- Exercise directions
Which lines of the data below contain "without"? Please show them all.

-=-=-

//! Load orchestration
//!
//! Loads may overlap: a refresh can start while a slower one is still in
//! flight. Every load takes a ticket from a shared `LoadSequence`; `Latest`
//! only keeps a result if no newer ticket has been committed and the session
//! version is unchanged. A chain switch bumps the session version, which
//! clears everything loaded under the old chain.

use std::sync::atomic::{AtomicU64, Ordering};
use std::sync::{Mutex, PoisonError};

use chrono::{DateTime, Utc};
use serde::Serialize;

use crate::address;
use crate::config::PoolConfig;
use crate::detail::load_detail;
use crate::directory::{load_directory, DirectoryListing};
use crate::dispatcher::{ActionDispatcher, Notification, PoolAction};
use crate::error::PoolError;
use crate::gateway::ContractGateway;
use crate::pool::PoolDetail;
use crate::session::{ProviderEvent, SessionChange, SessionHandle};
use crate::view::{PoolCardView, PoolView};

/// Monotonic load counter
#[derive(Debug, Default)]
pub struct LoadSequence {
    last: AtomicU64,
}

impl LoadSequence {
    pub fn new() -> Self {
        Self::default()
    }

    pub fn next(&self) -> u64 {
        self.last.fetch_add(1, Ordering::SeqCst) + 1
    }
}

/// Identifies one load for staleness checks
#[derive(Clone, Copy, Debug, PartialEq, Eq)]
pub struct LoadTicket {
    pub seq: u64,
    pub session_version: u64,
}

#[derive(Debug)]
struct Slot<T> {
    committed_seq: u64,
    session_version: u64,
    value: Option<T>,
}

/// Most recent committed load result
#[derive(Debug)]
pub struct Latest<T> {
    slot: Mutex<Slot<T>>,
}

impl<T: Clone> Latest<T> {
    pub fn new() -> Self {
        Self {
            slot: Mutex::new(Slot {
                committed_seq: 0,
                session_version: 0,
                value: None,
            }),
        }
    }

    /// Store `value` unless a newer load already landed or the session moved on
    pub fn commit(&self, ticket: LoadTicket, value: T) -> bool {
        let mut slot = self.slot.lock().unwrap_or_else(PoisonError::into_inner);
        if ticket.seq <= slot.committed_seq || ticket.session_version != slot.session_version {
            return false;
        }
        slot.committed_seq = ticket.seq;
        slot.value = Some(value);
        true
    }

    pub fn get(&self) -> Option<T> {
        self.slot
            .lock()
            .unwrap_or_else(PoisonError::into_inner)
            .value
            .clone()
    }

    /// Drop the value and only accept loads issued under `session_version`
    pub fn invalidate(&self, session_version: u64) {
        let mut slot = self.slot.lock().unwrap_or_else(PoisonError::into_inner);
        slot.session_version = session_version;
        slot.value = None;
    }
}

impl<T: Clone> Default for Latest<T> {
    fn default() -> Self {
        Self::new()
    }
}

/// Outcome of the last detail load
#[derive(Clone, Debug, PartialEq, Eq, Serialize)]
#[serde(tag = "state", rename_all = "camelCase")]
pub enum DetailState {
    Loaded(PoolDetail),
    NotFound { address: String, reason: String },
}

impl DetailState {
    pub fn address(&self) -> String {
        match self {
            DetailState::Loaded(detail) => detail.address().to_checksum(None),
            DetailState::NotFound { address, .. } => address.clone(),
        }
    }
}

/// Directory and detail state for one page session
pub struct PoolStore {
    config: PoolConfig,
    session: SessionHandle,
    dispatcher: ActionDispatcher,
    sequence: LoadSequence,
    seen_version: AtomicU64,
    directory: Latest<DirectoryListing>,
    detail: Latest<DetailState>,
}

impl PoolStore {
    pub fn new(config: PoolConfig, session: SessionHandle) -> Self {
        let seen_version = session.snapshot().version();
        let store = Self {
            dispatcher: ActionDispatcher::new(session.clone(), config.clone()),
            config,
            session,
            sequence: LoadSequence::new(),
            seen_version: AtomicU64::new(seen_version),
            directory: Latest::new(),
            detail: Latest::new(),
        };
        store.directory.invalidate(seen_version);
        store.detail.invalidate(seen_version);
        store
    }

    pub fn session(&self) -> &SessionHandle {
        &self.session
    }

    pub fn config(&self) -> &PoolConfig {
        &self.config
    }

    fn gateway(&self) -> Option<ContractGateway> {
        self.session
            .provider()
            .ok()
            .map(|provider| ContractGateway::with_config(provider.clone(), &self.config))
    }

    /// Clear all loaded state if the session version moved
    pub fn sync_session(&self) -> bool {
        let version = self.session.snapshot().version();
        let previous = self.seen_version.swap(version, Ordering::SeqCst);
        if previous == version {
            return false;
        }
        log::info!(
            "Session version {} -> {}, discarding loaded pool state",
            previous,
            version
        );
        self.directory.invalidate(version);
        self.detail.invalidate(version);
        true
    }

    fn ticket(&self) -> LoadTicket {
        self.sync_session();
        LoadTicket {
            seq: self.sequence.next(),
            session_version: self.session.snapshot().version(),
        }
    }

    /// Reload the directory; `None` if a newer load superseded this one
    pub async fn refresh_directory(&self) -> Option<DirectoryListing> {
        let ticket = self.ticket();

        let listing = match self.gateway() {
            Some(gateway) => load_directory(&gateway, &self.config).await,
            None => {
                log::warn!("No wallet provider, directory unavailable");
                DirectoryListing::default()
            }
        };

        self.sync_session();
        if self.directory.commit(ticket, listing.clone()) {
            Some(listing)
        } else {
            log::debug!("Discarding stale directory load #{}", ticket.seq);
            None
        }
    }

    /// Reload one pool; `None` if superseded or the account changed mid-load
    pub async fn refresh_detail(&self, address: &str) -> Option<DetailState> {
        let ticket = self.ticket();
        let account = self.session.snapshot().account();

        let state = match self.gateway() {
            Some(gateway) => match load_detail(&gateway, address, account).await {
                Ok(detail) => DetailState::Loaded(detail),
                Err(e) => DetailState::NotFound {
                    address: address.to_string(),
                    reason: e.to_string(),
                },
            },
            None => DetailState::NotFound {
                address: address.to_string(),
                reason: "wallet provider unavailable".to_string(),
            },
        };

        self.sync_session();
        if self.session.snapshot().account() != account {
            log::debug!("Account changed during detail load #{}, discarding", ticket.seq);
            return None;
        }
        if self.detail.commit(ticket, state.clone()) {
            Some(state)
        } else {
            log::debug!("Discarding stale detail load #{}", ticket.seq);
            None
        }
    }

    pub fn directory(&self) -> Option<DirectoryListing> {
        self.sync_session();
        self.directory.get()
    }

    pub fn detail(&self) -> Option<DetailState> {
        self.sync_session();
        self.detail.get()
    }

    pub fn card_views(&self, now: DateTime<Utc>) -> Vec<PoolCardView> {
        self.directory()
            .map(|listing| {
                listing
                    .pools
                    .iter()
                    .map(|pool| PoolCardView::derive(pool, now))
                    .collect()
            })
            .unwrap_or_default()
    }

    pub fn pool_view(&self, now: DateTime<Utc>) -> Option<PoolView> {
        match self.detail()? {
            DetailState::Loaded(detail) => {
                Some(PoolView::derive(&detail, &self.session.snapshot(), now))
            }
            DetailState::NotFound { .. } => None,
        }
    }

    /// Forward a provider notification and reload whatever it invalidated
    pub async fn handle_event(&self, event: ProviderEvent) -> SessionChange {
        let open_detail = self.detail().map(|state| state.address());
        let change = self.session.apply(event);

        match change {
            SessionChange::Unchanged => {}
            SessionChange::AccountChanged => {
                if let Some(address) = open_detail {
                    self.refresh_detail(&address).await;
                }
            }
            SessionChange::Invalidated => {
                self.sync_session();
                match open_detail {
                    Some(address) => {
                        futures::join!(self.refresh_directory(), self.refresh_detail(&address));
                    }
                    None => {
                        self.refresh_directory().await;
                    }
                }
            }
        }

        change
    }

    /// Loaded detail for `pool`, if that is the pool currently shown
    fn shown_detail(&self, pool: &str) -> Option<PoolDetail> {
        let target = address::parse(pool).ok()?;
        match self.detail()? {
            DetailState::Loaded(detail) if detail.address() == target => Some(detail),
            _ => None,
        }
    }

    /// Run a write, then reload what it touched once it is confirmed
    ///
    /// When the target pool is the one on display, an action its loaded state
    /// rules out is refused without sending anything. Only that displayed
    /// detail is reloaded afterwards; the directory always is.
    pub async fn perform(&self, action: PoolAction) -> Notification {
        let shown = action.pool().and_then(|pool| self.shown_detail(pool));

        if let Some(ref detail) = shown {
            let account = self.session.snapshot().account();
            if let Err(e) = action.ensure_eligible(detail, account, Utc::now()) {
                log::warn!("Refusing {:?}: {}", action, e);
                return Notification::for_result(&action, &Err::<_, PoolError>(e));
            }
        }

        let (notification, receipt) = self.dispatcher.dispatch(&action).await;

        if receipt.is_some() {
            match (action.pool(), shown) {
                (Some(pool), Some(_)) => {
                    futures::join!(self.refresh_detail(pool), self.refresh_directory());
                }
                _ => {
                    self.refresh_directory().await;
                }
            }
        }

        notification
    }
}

-=-=-

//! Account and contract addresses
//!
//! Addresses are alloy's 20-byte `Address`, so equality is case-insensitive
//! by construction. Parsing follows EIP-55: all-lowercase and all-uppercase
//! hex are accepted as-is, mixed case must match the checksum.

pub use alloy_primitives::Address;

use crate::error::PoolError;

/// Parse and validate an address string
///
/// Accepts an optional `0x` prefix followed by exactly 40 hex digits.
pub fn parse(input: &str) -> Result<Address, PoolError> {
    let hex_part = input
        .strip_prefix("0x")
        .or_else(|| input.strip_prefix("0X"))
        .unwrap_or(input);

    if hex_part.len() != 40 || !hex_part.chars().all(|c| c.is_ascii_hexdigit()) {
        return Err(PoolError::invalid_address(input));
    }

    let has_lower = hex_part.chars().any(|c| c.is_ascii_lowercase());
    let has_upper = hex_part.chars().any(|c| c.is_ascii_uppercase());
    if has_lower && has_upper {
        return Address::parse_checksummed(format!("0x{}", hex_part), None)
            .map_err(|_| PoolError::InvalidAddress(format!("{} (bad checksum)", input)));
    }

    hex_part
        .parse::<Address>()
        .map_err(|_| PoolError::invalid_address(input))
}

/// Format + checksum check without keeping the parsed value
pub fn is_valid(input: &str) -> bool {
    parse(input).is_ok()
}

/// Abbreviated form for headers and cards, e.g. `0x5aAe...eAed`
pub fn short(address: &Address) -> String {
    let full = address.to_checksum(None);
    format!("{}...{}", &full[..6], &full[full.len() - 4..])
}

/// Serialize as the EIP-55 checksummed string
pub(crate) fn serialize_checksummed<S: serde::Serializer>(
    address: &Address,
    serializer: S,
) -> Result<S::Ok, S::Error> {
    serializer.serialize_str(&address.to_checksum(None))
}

-=-=-

- Solution to this exercise
    /// rules out is refused without sending anything. Only that displayed
/// Format + checksum check without keeping the parsed value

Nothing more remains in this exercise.